The experimental literature shows that testosterone causes beneficial cardiovascular effects with regard to APD and EADs and decreases QTc interval length. Whether by increasing K+ channel expression to better stabilize the cardiomyocyte7 or a as yet unexamined or undiscovered mechanism, testosterone may create an antiarrhythmic substrate.
Cardioprotection
Testosterone may contribute to the reduction of myocardial infarction (MI) size in rats. In a study by Liu et al,8 male rats were subjected to an orchiectomy or a sham orchiectomy. Orchiectomized rats were given either testosterone treatment or served as controls. Testosterone dosing was 2 mg of testosterone per kilogram of body weight daily for 8 weeks, which approximates physiological levels. Rats in each group were either preconditioned with U50 488H, a κ‐opioid receptor agonist, or not preconditioned. MI size in the orchiectomy group was significantly larger than both the sham and orchiectomy plus testosterone groups. Infarct size in the orchiectomy plus testosterone group closely resembled the sham group. The sham plus preconditioning group had a significantly smaller MI size than did the sham group. This finding was repeated in the orchiectomy and the orchiectomy plus testosterone groups, but reached statistical significance only when comparing the orchiectomy plus testosterone group with the sham group.8
Tsang et al provided support for the findings by Liu and coworkers.9 Isolated rat hearts were subjected to coronary artery occlusion (regional ischemia) for 30 minutes, followed by 120 minutes of reperfusion with a physiological solution. Rats used were control, orchiectomized, or orchiectomized plus testosterone supplementation. After testosterone was given, at 2 mg/kg body weight, daily for 8 weeks starting 1 week after orchiectomy, hearts were isolated. Hearts of orchiectomized rats had a significantly larger MI size than did the control group. The MI size of the orchiectomy group was significantly larger than that of the orchiectomy plus testosterone group,10 again suggesting a cardioprotective effect of testosterone.

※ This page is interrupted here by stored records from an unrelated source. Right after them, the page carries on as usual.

impl MemoryWorkspace {
    pub fn new() -> Self {
        Self::default()
    }

    /// Run `f` as one remote call: count it, then apply any pending fault.
    fn call<T>(
        &self,
        op: RemoteOp,
        target: &str,
        f: impl FnOnce(&mut State) -> RemoteResult<T>,
    ) -> RemoteResult<T> {
        let mut state = self.state.lock();
        *state.calls.entry(op).or_default() += 1;
        match state.take_fault(op, target) {
            Some(fault) if fault.apply_first => {
                f(&mut *state)?;
                Err(fault.error)
            }
            Some(fault) => Err(fault.error),
            None => f(&mut *state),
        }
    }

    // ========================================================================
    // Seeding
    // ========================================================================

    /// Create a page directly (not counted as a call).
    pub fn add_page(&self, parent_id: &str, title: &str) -> String {
        let mut state = self.state.lock();
        let id = Uuid::new_v4().to_string();
        let page = RemotePage {
            id: id.clone(),
            parent_id: parent_id.to_string(),
            title: title.to_string(),
            properties: Default::default(),
            last_edited_time: state.stamp(),
            archived: false,
        };
        state.pages.insert(id.clone(), page);
        id
    }

    /// Append a block payload under `parent_id` directly. Nested `children`
    /// inside the payload are created too. Malformed payloads are ignored and
    /// yield an empty id.
    pub fn add_block(&self, parent_id: &str, payload: Value) -> String {
        let Ok(parsed) = parse_payload(&payload) else {
            return String::new();
        };
        let mut state = self.state.lock();
        let id = state.create_block(parent_id, &parsed);
        state
            .children
            .entry(parent_id.to_string())
            .or_default()
            .push(id.clone());
        id
    }

    /// Append a single-run text block.
    pub fn add_text(&self, parent_id: &str, block_type: &str, text: &str) -> String {
        self.add_block(parent_id, RemoteBlock::text_payload(block_type, text))
    }

    /// Define (or replace) a container's property schema.
    pub fn define_schema(&self, container_id: &str, properties: &[(&str, &str)]) {
        let schema = PropertySchema {
            container_id: container_id.to_string(),
            properties: properties
                .iter()
                .map(|(name, kind)| (name.to_string(), kind.to_string()))
                .collect(),
        };
        self.state
            .lock()
            .schemas
            .insert(container_id.to_string(), schema);
    }

    pub fn add_property(&self, container_id: &str, name: &str, kind: &str) {
        let mut state = self.state.lock();
        let schema = state
            .schemas
            .entry(container_id.to_string())
            .or_insert_with(|| PropertySchema {
                container_id: container_id.to_string(),
                properties: Default::default(),
            });
        schema.properties.insert(name.to_string(), kind.to_string());
    }

    pub fn remove_property(&self, container_id: &str, name: &str) {
        if let Some(schema) = self.state.lock().schemas.get_mut(container_id) {
            schema.properties.remove(name);
        }
    }

    /// Simulate a concurrent edit: bump a block's last-edited time.
    pub fn touch(&self, block_id: &str) {
        let mut state = self.state.lock();
        let stamp = state.stamp();
        if let Some(block) = state.blocks.get_mut(block_id) {
            block.last_edited_time = stamp;
        }
    }

    // ========================================================================
    // Inspection
    // ========================================================================

    /// Live children of `parent_id`, in order.
    pub fn children_of(&self, parent_id: &str) -> Vec<RemoteBlock> {
        let state = self.state.lock();
        state
            .children
            .get(parent_id)
            .map(|ids| {
                ids.iter()
                    .filter_map(|id| state.blocks.get(id))
                    .filter(|b| !b.archived)
                    .map(|b| state.snapshot(b))
                    .collect()
            })
            .unwrap_or_default()
    }

    /// Plain texts of the live children of `parent_id`.
    pub fn texts_of(&self, parent_id: &str) -> Vec<String> {
        self.children_of(parent_id)
            .iter()
            .map(|b| plain_text_of(&b.content))
            .collect()
    }

    /// A block by id, archived or not.
    pub fn block(&self, block_id: &str) -> Option<RemoteBlock> {
        let state = self.state.lock();
        state.blocks.get(block_id).map(|b| state.snapshot(b))
    }

    pub fn page(&self, page_id: &str) -> Option<RemotePage> {
        self.state.lock().pages.get(page_id).cloned()
    }

    /// Pages directly under `parent_id`.
    pub fn pages_under(&self, parent_id: &str) -> Vec<RemotePage> {
        let state = self.state.lock();
        let mut pages: Vec<RemotePage> = state
            .pages
            .values()
            .filter(|p| p.parent_id == parent_id && !p.archived)
            .cloned()
            .collect();
        pages.sort_by(|a, b| a.last_edited_time.cmp(&b.last_edited_time));
        pages
    }

    // ========================================================================
    // Fault injection
    // ========================================================================

    /// Fail the next call of `op` without applying it.
    pub fn fail_next(&self, op: RemoteOp, error: RemoteError) {
        self.push_fault(op, None, error, false);
    }

    /// Apply the next call of `op`, then report `error` anyway.
    pub fn fail_after_apply(&self, op: RemoteOp, error: RemoteError) {
        self.push_fault(op, None, error, true);
    }

    /// Fail the next call of `op` that targets `target` (block, page, parent
    /// or container id, or the search query).
    pub fn fail_for(&self, op: RemoteOp, target: &str, error: RemoteError) {
        self.push_fault(op, Some(target.to_string()), error, false);
    }

    pub fn clear_faults(&self) {
        self.state.lock().faults.clear();
    }

    fn push_fault(&self, op: RemoteOp, target: Option<String>, error: RemoteError, apply_first: bool) {
        self.state.lock().faults.push(Fault {
            op,
            target,
            error,
            apply_first,
        });
    }

    /// How many times `op` has been called.
    pub fn calls(&self, op: RemoteOp) -> usize {
        self.state.lock().calls.get(&op).copied().unwrap_or(0)
    }
}
//! Structural block editing.
//!
//! - [`flatten`] - bounded depth-first walk of a block tree into [`FlatTree`]
//! - [`resolve_selector`] / [`resolve_single`] - selectors over the flat list
//! - [`plan_range`] / [`execute_plan`] - fingerprint-guarded range replacement

mod flatten;
mod range;
mod selector;

pub use flatten::{FlatTree, ScanLimits, flatten, list_all_children};
pub use range::{
    Anchor, RangeOutcome, RangePlan, RangeSpec, execute_plan, fingerprint, plan_range, revalidate,
};
pub use selector::{SelectorResolution, resolve_selector, resolve_single};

A supporting study by Liu et al11 studied the effect of testosterone on estradiol's cardioprotective potential in isolated ventricular myocytes from ovariectomized or sham‐ovariectomized female rats. It has been well established that estrogen benefits the cardiovascular system by reducing myocardial injury after ischemia and reperfusion,12–15 but few studies have examined the effects of estrogen in the presence of testosterone on the cardiovascular system. Rat ventricular myocytes were subjected to 3 hours of ischemia by incubation in an ischemic buffer in hypoxic conditions (1% oxygen), followed by 4 hours of reperfusion by replacing the ischemic buffer with a physiological solution at normal atmosphere.11 The results of this study demonstrated that both testosterone supplementation and testosterone plus estrogen supplementation in cardiomyocytes of ovariectomized rats reduced apoptosis occurring as a result of ischemia plus reperfusion. Hormone supplementation also improved contractility compared with ovariectomized rat myocytes without testosterone or estrogen supplementation.11
Er et al16 proposed a mechanism through which testosterone exerts a positive effect on the cardiovascular system. The authors hypothesized that mitochondrial KATP channels play an important role in cardioprotection. These researchers examined the changes in myocardial tolerance to ischemia with varying mitochondrial or sarcoplasmic KATP channel efficacy. To accomplish this, Er and coworkers isolated ventricular cardiomyocytes from rats. To simulate ischemia, cardiomyocytes were centrifuged into a pellet and had mineral oil applied to prevent gas exchange for 60 minutes. In some experiments, mitochondrial or sarcoplasmic KATP channel inhibitors were added. Results of this study showed that testosterone decreased the percentage of dead cells per sample by approximately 50%. Testosterone also played a role in acutely oxidizing and depolarizing cardiac mitochondria. This was accomplished by a K+‐dependent, ATP‐sensitive mechanism, which was independent of mitochondrial androgen receptors (no difference between the testosterone and testosterone plus flutamide groups). Testosterone's beneficial effect on cell death was mitigated by 5‐hydroxydecanoate, a mitochondrial KATP channel inhibitor, although 5‐HD treatment alone had no effect on cell death compared with the control. Testosterone had no effect on sarcoplasmic KATP channels. These results demonstrated a positive cardioprotective effect of testosterone that may involve opening the mitochondrial KATP channels, allowing K+ to more efficiently exit the mitochondria, resulting in increased stability of the mitochondria.16 Other mechanisms of cardioprotective effects of testosterone including vasodilation, lipid formation inhibition, and atherosclerotic inhibition are discussed later.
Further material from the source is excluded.